=== Supplied material ===

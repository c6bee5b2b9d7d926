//! Per-run options and feature flags.

use std::time::Duration;

use serde::{Deserialize, Serialize};

use crate::error::ValidationError;
use crate::models::ReferenceLocation;
use crate::routing::RateLimiter;

/// Knobs for one batch run. Every field has a default, so `{}` is valid.
#[derive(Debug, Clone, PartialEq, Serialize, Deserialize)]
#[serde(default)]
pub struct RunOptions {
    /// Candidates routed per facility kind after the great-circle prefilter
    pub top_n: usize,
    /// Pause after every N provider calls; 0 disables pacing
    pub pause_every: u32,
    pub pause_secs: f64,

    pub include_reference: bool,
    pub reference: ReferenceLocation,

    pub include_highway: bool,
    pub include_city: bool,
    pub include_catchment: bool,
    pub catchment_radius_km: f64,
    pub stats_year: i32,

    pub enrich_nuts: bool,
    /// Fall back to reverse geocoding when no national admin dataset matches
    pub enrich_osm_admin: bool,
}

impl Default for RunOptions {
    fn default() -> Self {
        Self {
            top_n: 3,
            pause_every: 0,
            pause_secs: 0.0,
            include_reference: true,
            reference: ReferenceLocation::default(),
            include_highway: true,
            include_city: true,
            include_catchment: true,
            catchment_radius_km: 50.0,
            stats_year: 2023,
            enrich_nuts: true,
            enrich_osm_admin: true,
        }
    }
}

impl RunOptions {
    /// Fresh pacing state for a run. The pause must be a finite, non-negative duration.
    pub fn rate_limiter(&self) -> Result<RateLimiter, ValidationError> {
        let pause = Duration::try_from_secs_f64(self.pause_secs).map_err(|_| {
            ValidationError::Invalid(format!(
                "pause_secs must be a non-negative number of seconds (got {})",
                self.pause_secs
            ))
        })?;
        Ok(RateLimiter::new(self.pause_every, pause))
    }

    /// Radius as it appears in column headers, e.g. "50"
    pub fn radius_label(&self) -> String {
        format!("{}", self.catchment_radius_km.trunc() as i64)
    }
}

===

Task prompt
If a line falls between the first line of the records and the line containing "#[serde(default)]", inclusive, repeat it exactly; leave out all others.

Solved exercise
repository c6bee5b2b9d7d926
//! Per-run options and feature flags.

use std::time::Duration;

use serde::{Deserialize, Serialize};

use crate::error::ValidationError;
use crate::models::ReferenceLocation;
use crate::routing::RateLimiter;

/// Knobs for one batch run. Every field has a default, so `{}` is valid.
#[derive(Debug, Clone, PartialEq, Serialize, Deserialize)]
#[serde(default)]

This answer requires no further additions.